ANDREA LO BUE
Il colore domina incontrastato le opere di Andrea Lo Bue, giovane pittore galatinese che si approccia all’arte con piglio e fierezza. I suoi grovigli di colore rimandano subito, come importante referente, a Jackson Pollock, il grande pittore americano principale esponente dell’Action painting. L’utilizzo dei materiali più disparati, l’astrattismo e una componente di forte sperimentazione sono le caratteristiche principali di questo tipo di pittura del cui insegnamento sembra che Lo Bue sia permeato.
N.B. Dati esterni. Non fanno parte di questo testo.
// SPDX-License-Identifier: PolyForm-Noncommercial-1.0.0
// Copyright (c) 2025 Sylvex. All rights reserved.

//! # Mock Modbus Device
//!
//! A scriptable Modbus TCP device on a real loopback socket.
//!
//! The device accepts any number of connections (the proxy should only
//! ever open one at a time), answers each request with the canned reply
//! for its transaction id, and records everything needed for
//! verification: request arrival order, connection count and the
//! maximum number of requests ever in flight simultaneously.

use std::net::SocketAddr;
use std::sync::atomic::{AtomicUsize, Ordering};
use std::sync::Arc;
use std::time::Duration;

use tokio::io::{AsyncReadExt, AsyncWriteExt};
use tokio::net::{TcpListener, TcpStream};
use tokio::sync::Mutex;

use super::frames::{reply_for, txn_of};

// =============================================================================
// DeviceBehavior
// =============================================================================

/// Scripted behavior for a [`MockDevice`].
#[derive(Debug, Clone, Default)]
pub struct DeviceBehavior {
    /// Delay before each reply.
    pub reply_delay: Duration,

    /// Never reply; keep the connection open and go silent.
    pub stall: bool,

    /// Close the connection after serving this many requests.
    pub drop_connection_after: Option<usize>,
}

impl DeviceBehavior {
    /// Replies immediately, never fails.
    pub fn well_behaved() -> Self {
        Self::default()
    }

    /// Replies after a fixed delay.
    pub fn slow(reply_delay: Duration) -> Self {
        Self {
            reply_delay,
            ..Self::default()
        }
    }

    /// Accepts connections but never replies.
    pub fn stalled() -> Self {
        Self {
            stall: true,
            ..Self::default()
        }
    }

    /// Closes each connection after serving a number of requests.
    pub fn flaky(requests_per_connection: usize) -> Self {
        Self {
            drop_connection_after: Some(requests_per_connection),
            ..Self::default()
        }
    }
}

// =============================================================================
// MockDevice
// =============================================================================

/// An in-process Modbus TCP device for end-to-end tests.
pub struct MockDevice {
    addr: SocketAddr,
    arrivals: Arc<Mutex<Vec<u16>>>,
    connections: Arc<AtomicUsize>,
    max_in_flight: Arc<AtomicUsize>,
}

impl MockDevice {
    /// Starts a device with the given behavior on an ephemeral port.
    pub async fn spawn(behavior: DeviceBehavior) -> Self {
        let listener = TcpListener::bind("127.0.0.1:0").await.unwrap();
        let addr = listener.local_addr().unwrap();

        let arrivals = Arc::new(Mutex::new(Vec::new()));
        let connections = Arc::new(AtomicUsize::new(0));
        let in_flight = Arc::new(AtomicUsize::new(0));
        let max_in_flight = Arc::new(AtomicUsize::new(0));

        {
            let arrivals = arrivals.clone();
            let connections = connections.clone();
            let in_flight = in_flight.clone();
            let max_in_flight = max_in_flight.clone();

            tokio::spawn(async move {
                loop {
                    let (stream, _) = match listener.accept().await {
                        Ok(accepted) => accepted,
                        Err(_) => return,
                    };
                    connections.fetch_add(1, Ordering::SeqCst);

                    let behavior = behavior.clone();
                    let arrivals = arrivals.clone();
                    let in_flight = in_flight.clone();
                    let max_in_flight = max_in_flight.clone();
                    tokio::spawn(async move {
                        serve_connection(stream, behavior, arrivals, in_flight, max_in_flight)
                            .await;
                    });
                }
            });
        }

        Self {
            addr,
            arrivals,
            connections,
            max_in_flight,
        }
    }

    /// Returns the device's socket address.
    pub fn addr(&self) -> SocketAddr {
        self.addr
    }

    /// Returns the device URL for configuration.
    pub fn url(&self) -> String {
        format!("{}:{}", self.addr.ip(), self.addr.port())
    }

    /// Returns the transaction ids of all requests, in arrival order.
    pub async fn arrivals(&self) -> Vec<u16> {
        self.arrivals.lock().await.clone()
    }

    /// Returns how many connections the device has accepted.
    pub fn connection_count(&self) -> usize {
        self.connections.load(Ordering::SeqCst)
    }

    /// Returns the maximum number of requests ever in flight at once.
    pub fn max_in_flight(&self) -> usize {
        self.max_in_flight.load(Ordering::SeqCst)
    }
}

/// Serves one connection with raw prefix-then-body framing.
async fn serve_connection(
    mut stream: TcpStream,
    behavior: DeviceBehavior,
    arrivals: Arc<Mutex<Vec<u16>>>,
    in_flight: Arc<AtomicUsize>,
    max_in_flight: Arc<AtomicUsize>,
) {
    let mut served = 0usize;

    loop {
        let mut prefix = [0u8; 6];
        if stream.read_exact(&mut prefix).await.is_err() {
            return;
        }
        let body_len = u16::from_be_bytes([prefix[4], prefix[5]]) as usize;
        let mut frame = vec![0u8; 6 + body_len];
        frame[..6].copy_from_slice(&prefix);
        if stream.read_exact(&mut frame[6..]).await.is_err() {
            return;
        }

        let current = in_flight.fetch_add(1, Ordering::SeqCst) + 1;
        max_in_flight.fetch_max(current, Ordering::SeqCst);
        arrivals.lock().await.push(txn_of(&frame));

        if behavior.stall {
            // Hold the connection open forever without replying.
            std::future::pending::<()>().await;
        }
        if !behavior.reply_delay.is_zero() {
            tokio::time::sleep(behavior.reply_delay).await;
        }

        let reply = reply_for(&frame);
        in_flight.fetch_sub(1, Ordering::SeqCst);
        if stream.write_all(&reply).await.is_err() {
            return;
        }

        served += 1;
        if behavior.drop_connection_after == Some(served) {
            return;
        }
    }
}
// SPDX-License-Identifier: PolyForm-Noncommercial-1.0.0
// Copyright (c) 2025 Sylvex. All rights reserved.

//! Canned Modbus TCP frames and frame builders.
//!
//! The proxy treats frames as opaque past the MBAP prefix, so a small
//! fixed vocabulary is enough: a read_holding_registers request and its
//! reply, parameterized by transaction id.

/// read_holding_registers(unit=1, addr=0, count=4), transaction id 1.
pub const REQ: &[u8] = &[
    0x00, 0x01, 0x00, 0x00, 0x00, 0x06, 0x01, 0x03, 0x00, 0x00, 0x00, 0x04,
];

/// Reply to [`REQ`]: four registers holding 1..=4.
pub const REP: &[u8] = &[
    0x00, 0x01, 0x00, 0x00, 0x00, 0x0B, 0x01, 0x03, 0x08, 0x00, 0x01, 0x00, 0x02, 0x00, 0x03,
    0x00, 0x04,
];

/// Builds [`REQ`] with a chosen transaction id.
pub fn request_with_txn(txn: u16) -> Vec<u8> {
    let mut frame = REQ.to_vec();
    frame[..2].copy_from_slice(&txn.to_be_bytes());
    frame
}

/// Builds the canned reply matching a request's transaction id.
pub fn reply_for(request: &[u8]) -> Vec<u8> {
    let mut frame = REP.to_vec();
    frame[..2].copy_from_slice(&request[..2]);
    frame
}

/// Reads the transaction id of a frame.
pub fn txn_of(frame: &[u8]) -> u16 {
    u16::from_be_bytes([frame[0], frame[1]])
}

#[cfg(test)]
mod tests {
    use super::*;
    use mbmux_core::FrameHeader;

    #[test]
    fn test_frames_are_well_formed() {
        let header = FrameHeader::parse(REQ).unwrap();
        assert_eq!(header.length as usize, REQ.len() - 6);

        let header = FrameHeader::parse(REP).unwrap();
        assert_eq!(header.length as usize, REP.len() - 6);
    }

    #[test]
    fn test_txn_round_trip() {
        let request = request_with_txn(0x1234);
        assert_eq!(txn_of(&request), 0x1234);
        assert_eq!(txn_of(&reply_for(&request)), 0x1234);
    }
}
Figlio di Giorgio Lo Bue, studioso di storia locale molto conosciuto a Galatina, Andrea, diplomato perito industriale, è un pittore autodidatta. E’ lui stesso a dirci di essersi avvicinato all’arte dopo aver constatato di provare grandi emozioni ed è così nata una grande passione. Ha prodotto moltissimi quadri, prima su ciò che capitava: compensati, muri e cartoni, successivamente su tela. Ha sperimentato diverse modalità di dipingere: pennelli, spatole, mani, con spruzzi, e ha voluto sempre ricercare qualcosa che lo emozionasse. Le misure delle tele dipinte vanno da 40×40 cm. a 2,50×2,50 m. Oggi preferisce pitturare tele delle dimensioni 100×70 cm., ma si avventura in pitture composte da più tele o da tele che oltre ai colori sono invase da trucioli metallici ricavati al tornio. Troviamo, in queste opere, versamento di colore, tensione verso l’Informale, la pittura per la pittura. Sicuramente un promettente esordio che lascia intravedere ampi margini di crescita umana e artistica. Seguiremo con interesse il percorso appena tracciato di Andrea Lo Bue.
LUIGI PISANELLI
Interessante esordio, questo di Luigi Pisanelli, con Tornerà la lepre a Buna (Musicaos Edizioni, 2019). Il giovane scrittore parabitano racconta, per immagini, sensazioni, suggestioni, attraverso una scrittura che definirei cinematografica, dinamica, molto contemporanea, la storia di una generazione, la sua, cresciuta nel Salento e poi trasferitasi per motivi di studio al Nord, all’imbocco di quella perigliosa strada che è la maturità, fra speranze, sogni infranti, conquiste e sconfitte. È “la linea d’ombra”, per dirla con Conrad, che ha condizionato ed ispirato tante menti geniali nella storia della letteratura. Così, fra le varie tappe che costellano questo romanzo, ecco dipanarsi il bandolo della matassa, ovverosia il sinuoso percorso, esistenziale prima che geografico, dell’autore, protagonista diegetico dell’opera. Infatti, lo scrittore è l’io narrante del romanzo, racconta in prima persona le vicende narrate. Si sente, forte, l’imprinting di certa letteratura americana, in particolare la letteratura di viaggio, e poi Kerouac e gli autori della Beat Generation. Solido basamento dell’opera, le ottime letture dell’autore, che dissemina citazioni a piene mani nel corso delle pagine. Pisanelli ha il culto della bella scrittura, si avverte la sua robusta formazione classica.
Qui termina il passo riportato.